Noncommutative geometry on central extension of U(u(2))

TL;DR

This paper develops a noncommutative differential calculus on a central extension of the algebra U(u(2)), comparing methods via quantum doubles and coalgebraic structures, with potential applications in noncommutative geometry.

Contribution

It introduces a new approach to extend quantum partial derivatives on U(u(2)) using central extensions and Cayley-Hamilton identities, advancing noncommutative differential calculus.

Findings

Extended quantum derivatives to a larger algebra via central extension.

Prolongated derivatives to skew-field elements using Cayley-Hamilton identities.

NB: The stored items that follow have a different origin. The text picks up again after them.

//! Security module for pico — filesystem sandboxing.
//!
//! Provides:
//! - **Path validation**: every file tool path must resolve under the
//!   workspace root

pub mod path;

pub use path::{PathValidationError, resolve_in_workspace};
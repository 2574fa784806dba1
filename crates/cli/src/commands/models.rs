//! `pico --list-models` — print the model catalog.

use std::io::Write;

use pico_core::model::ModelCatalog;

pub fn run(catalog: &ModelCatalog, out: &mut impl Write) -> std::io::Result<()> {
    for provider in catalog.list_providers() {
        writeln!(out, "{provider}")?;
        for model in catalog.list_models(provider) {
            writeln!(
                out,
                "  {:<16} {:<20} api={} reasoning={} max_tokens={}",
                model.id, model.name, model.api, model.reasoning, model.max_tokens
            )?;
        }
    }
    Ok(())
}
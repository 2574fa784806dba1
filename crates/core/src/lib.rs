//! # pico core
//!
//! Domain types, traits, and error definitions for the pico coding agent.
//! This crate defines the domain model that every other crate implements
//! against: messages and transcripts, the model catalog, the provider
//! adapter seam, and the turn event bus.
//!
//! ## Design Philosophy
//!
//! Every pluggable subsystem is a trait here. Implementations live in their
//! respective crates. This enables:
//! - Injecting adapter tables and observers instead of global registration
//! - Easy testing with stub implementations
//! - Clean dependency graph (all crates depend inward on core)

pub mod error;
pub mod event;
pub mod message;
pub mod model;
pub mod provider;

// Re-export key types at crate root for ergonomics
pub use error::{Error, ProviderError, Result, SessionError, ToolError};
pub use event::{Event, EventBus, EventKind, Observer, SubscriptionId, TracingObserver};
pub use message::{Message, Role, Transcript};
pub use model::{Model, ModelCatalog};
pub use provider::{Adapter, Context, DEFAULT_SYSTEM_PROMPT};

Discussed potential applications in noncommutative geometry.

Abstract

In our previous publications we have introduced analogs of partial derivatives on the algebras U(gl(N)). In the present paper we compare two methods of introducing these analogs: via the so-called quantum doubles and by means of a coalgebraic structure. In the case N=2 we extend the quantum partial derivatives from U(u(2)) (the compact form of the algebra U(gl(2))) on a bigger algebra, constructed in two steps. First, we define the derivatives on a central extension of this algebra, then we prolongate them on some elements of the corresponding skew-field by using the Cayley-Hamilton identities for certain matrices with noncommutative entries. Eventual applications of this differential calculus are discussed.